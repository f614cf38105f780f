//! Mock text generators for pipeline and API tests.

#![allow(dead_code)]

use async_trait::async_trait;
use narrtx_error::{GenerationError, GenerationErrorKind};
use narrtx_models::TextGenerator;
use narrtx_server::{NarrativeProcessor, TextCleaner};
use std::sync::{Arc, Mutex};
use std::time::Duration;

/// Answers every prompt with the same text and records the prompts it saw.
#[derive(Debug, Default)]
pub struct FixedGenerator {
    response: String,
    prompts: Mutex<Vec<String>>,
}

impl FixedGenerator {
    pub fn new(response: impl Into<String>) -> Self {
        Self {
            response: response.into(),
            prompts: Mutex::new(Vec::new()),
        }
    }

    pub fn prompts(&self) -> Vec<String> {
        self.prompts.lock().map(|p| p.clone()).unwrap_or_default()
    }
}

#[async_trait]
impl TextGenerator for FixedGenerator {
    fn model_name(&self) -> &str {
        "mock-fixed"
    }

    async fn generate(&self, prompt: &str) -> Result<String, GenerationError> {
        if let Ok(mut prompts) = self.prompts.lock() {
            prompts.push(prompt.to_string());
        }
        Ok(self.response.clone())
    }
}

/// Fails every call with the given kind.
#[derive(Debug)]
pub struct FailingGenerator {
    kind: GenerationErrorKind,
}

impl FailingGenerator {
    pub fn new(kind: GenerationErrorKind) -> Self {
        Self { kind }
    }

    pub fn unreachable() -> Self {
        Self::new(GenerationErrorKind::Http("connection refused".to_string()))
    }
}

#[async_trait]
impl TextGenerator for FailingGenerator {
    fn model_name(&self) -> &str {
        "mock-failing"
    }

    async fn generate(&self, _prompt: &str) -> Result<String, GenerationError> {
        Err(GenerationError::new(self.kind.clone()))
    }
}

/// Sleeps before answering.
#[derive(Debug)]
pub struct SlowGenerator {
    delay: Duration,
}

impl SlowGenerator {
    pub fn new(delay: Duration) -> Self {
        Self { delay }
    }
}

#[async_trait]
impl TextGenerator for SlowGenerator {
    fn model_name(&self) -> &str {
        "mock-slow"
    }

    async fn generate(&self, _prompt: &str) -> Result<String, GenerationError> {
        tokio::time::sleep(self.delay).await;
        Ok("This answer arrived far too late.".to_string())
    }
}

/// Panics on every call.
#[derive(Debug)]
pub struct PanickingGenerator;

#[async_trait]
impl TextGenerator for PanickingGenerator {
    fn model_name(&self) -> &str {
        "mock-panicking"
    }

    async fn generate(&self, _prompt: &str) -> Result<String, GenerationError> {
        panic!("generator exploded");
    }
}

/// Processor over any generator with the default deadline.
pub fn processor_with(generator: impl TextGenerator + 'static) -> NarrativeProcessor {
    NarrativeProcessor::new(TextCleaner::new(Arc::new(generator)))
}
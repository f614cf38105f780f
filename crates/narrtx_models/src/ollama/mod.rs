//! Ollama `/api/generate` integration.

mod client;
mod dto;

pub use client::{DEFAULT_OLLAMA_BASE_URL, DEFAULT_OLLAMA_MODEL, OllamaClient};
pub use dto::{
    OllamaGenerateRequest, OllamaGenerateRequestBuilder, OllamaGenerateResponse, OllamaOptions,
};
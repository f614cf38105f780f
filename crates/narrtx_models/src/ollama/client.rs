//! HTTP client for a local Ollama server.

use crate::{
    GenerationOptions, OllamaGenerateRequest, OllamaGenerateResponse, OllamaOptions,
    TextGenerator,
};
use async_trait::async_trait;
use narrtx_error::{GenerationError, GenerationErrorKind};
use reqwest::Client;
use tracing::{debug, error, instrument};

/// Where Ollama listens by default.
pub const DEFAULT_OLLAMA_BASE_URL: &str = "http://localhost:11434";

/// Model used when none is configured.
pub const DEFAULT_OLLAMA_MODEL: &str = "llama2";

fn request_error(e: reqwest::Error) -> GenerationError {
    if e.is_timeout() {
        GenerationError::new(GenerationErrorKind::Timeout)
    } else {
        GenerationError::new(GenerationErrorKind::Http(e.to_string()))
    }
}

/// Client for Ollama's non-streaming generate endpoint.
///
/// The configured timeout applies to the whole request, body included.
#[derive(Debug, Clone)]
pub struct OllamaClient {
    client: Client,
    base_url: String,
    model: String,
    options: GenerationOptions,
}

impl OllamaClient {
    /// Creates a client for `model` at `base_url`.
    ///
    /// # Errors
    ///
    /// Returns [`GenerationErrorKind::ClientCreation`] if the HTTP client
    /// cannot be built.
    #[instrument(fields(base_url = %base_url.as_ref(), model = %model.as_ref()), skip_all)]
    pub fn new(
        base_url: impl AsRef<str>,
        model: impl AsRef<str>,
        options: GenerationOptions,
    ) -> Result<Self, GenerationError> {
        let client = Client::builder()
            .timeout(*options.timeout())
            .build()
            .map_err(|e| GenerationError::new(GenerationErrorKind::ClientCreation(e.to_string())))?;

        let base_url = base_url.as_ref().trim_end_matches('/').to_string();
        debug!(
            base_url = %base_url,
            timeout_secs = options.timeout().as_secs(),
            "Created Ollama client"
        );

        Ok(Self {
            client,
            base_url,
            model: model.as_ref().to_string(),
            options,
        })
    }

    /// Creates a client with the default URL, model, and options.
    pub fn with_defaults() -> Result<Self, GenerationError> {
        Self::new(
            DEFAULT_OLLAMA_BASE_URL,
            DEFAULT_OLLAMA_MODEL,
            GenerationOptions::default(),
        )
    }

    /// Full URL of the generate endpoint.
    pub fn generate_url(&self) -> String {
        format!("{}/api/generate", self.base_url)
    }

    /// Base URL of the server.
    pub fn base_url(&self) -> &str {
        &self.base_url
    }

    /// Options sent with each request.
    pub fn options(&self) -> &GenerationOptions {
        &self.options
    }

    /// Builds the request body for `prompt`.
    pub fn build_request(&self, prompt: &str) -> Result<OllamaGenerateRequest, GenerationError> {
        OllamaGenerateRequest::builder()
            .model(self.model.clone())
            .prompt(prompt)
            .stream(false)
            .options(OllamaOptions {
                temperature: *self.options.temperature(),
                max_tokens: *self.options.max_tokens(),
            })
            .build()
            .map_err(|e| GenerationError::new(GenerationErrorKind::ClientCreation(e.to_string())))
    }
}

#[async_trait]
impl TextGenerator for OllamaClient {
    fn model_name(&self) -> &str {
        &self.model
    }

    #[instrument(skip(self, prompt), fields(model = %self.model, prompt_len = prompt.len()))]
    async fn generate(&self, prompt: &str) -> Result<String, GenerationError> {
        let body = self.build_request(prompt)?;
        let url = self.generate_url();

        debug!(url = %url, "Sending generate request");

        let response = self
            .client
            .post(&url)
            .json(&body)
            .send()
            .await
            .map_err(|e| {
                error!(error = ?e, "Ollama request failed");
                request_error(e)
            })?;

        let status = response.status();
        if !status.is_success() {
            let message = response.text().await.unwrap_or_default();
            error!(status = %status, error = %message, "Ollama API error");
            return Err(GenerationError::new(GenerationErrorKind::Api {
                status: status.as_u16(),
                message,
            }));
        }

        let parsed: OllamaGenerateResponse = response.json().await.map_err(|e| {
            error!(error = ?e, "Failed to parse Ollama response");
            if e.is_timeout() {
                GenerationError::new(GenerationErrorKind::Timeout)
            } else {
                GenerationError::new(GenerationErrorKind::ResponseParsing(e.to_string()))
            }
        })?;

        debug!(response_len = parsed.response().len(), "Received Ollama response");
        Ok(parsed.response().clone())
    }
}
//! The text-generation seam.

use async_trait::async_trait;
use derive_getters::Getters;
use narrtx_error::GenerationError;
use std::time::Duration;

/// Sampling temperature for cleaning requests.
pub const DEFAULT_TEMPERATURE: f32 = 0.3;

/// Output token cap for cleaning requests.
pub const DEFAULT_MAX_TOKENS: u32 = 4000;

/// Deadline for a single generation call.
pub const DEFAULT_TIMEOUT: Duration = Duration::from_secs(60);

/// Sampling and deadline parameters for a generation call.
#[derive(Debug, Clone, PartialEq, Getters, derive_builder::Builder)]
#[builder(setter(into))]
pub struct GenerationOptions {
    /// Sampling temperature
    #[builder(default = "DEFAULT_TEMPERATURE")]
    temperature: f32,
    /// Maximum tokens to generate
    #[builder(default = "DEFAULT_MAX_TOKENS")]
    max_tokens: u32,
    /// Request deadline, after which the call fails with a timeout
    #[builder(default = "DEFAULT_TIMEOUT")]
    timeout: Duration,
}

impl GenerationOptions {
    /// Creates a new builder.
    pub fn builder() -> GenerationOptionsBuilder {
        GenerationOptionsBuilder::default()
    }
}

impl Default for GenerationOptions {
    fn default() -> Self {
        Self {
            temperature: DEFAULT_TEMPERATURE,
            max_tokens: DEFAULT_MAX_TOKENS,
            timeout: DEFAULT_TIMEOUT,
        }
    }
}

/// Something that turns a prompt into model text.
///
/// Implementations own their transport and deadline. Any failure (network,
/// timeout, bad status, undecodable body) is reported as a
/// [`GenerationError`]; callers decide whether to recover.
#[async_trait]
pub trait TextGenerator: Send + Sync {
    /// Identifier of the model answering prompts.
    fn model_name(&self) -> &str;

    /// Sends `prompt` and returns the raw response text.
    async fn generate(&self, prompt: &str) -> Result<String, GenerationError>;
}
···
**WHAT YOU SHOULD DO:**
Tell how many lines in the entries contain the string "every". Give the number and nothing more.

**ANSWER TO THIS TASK:**
3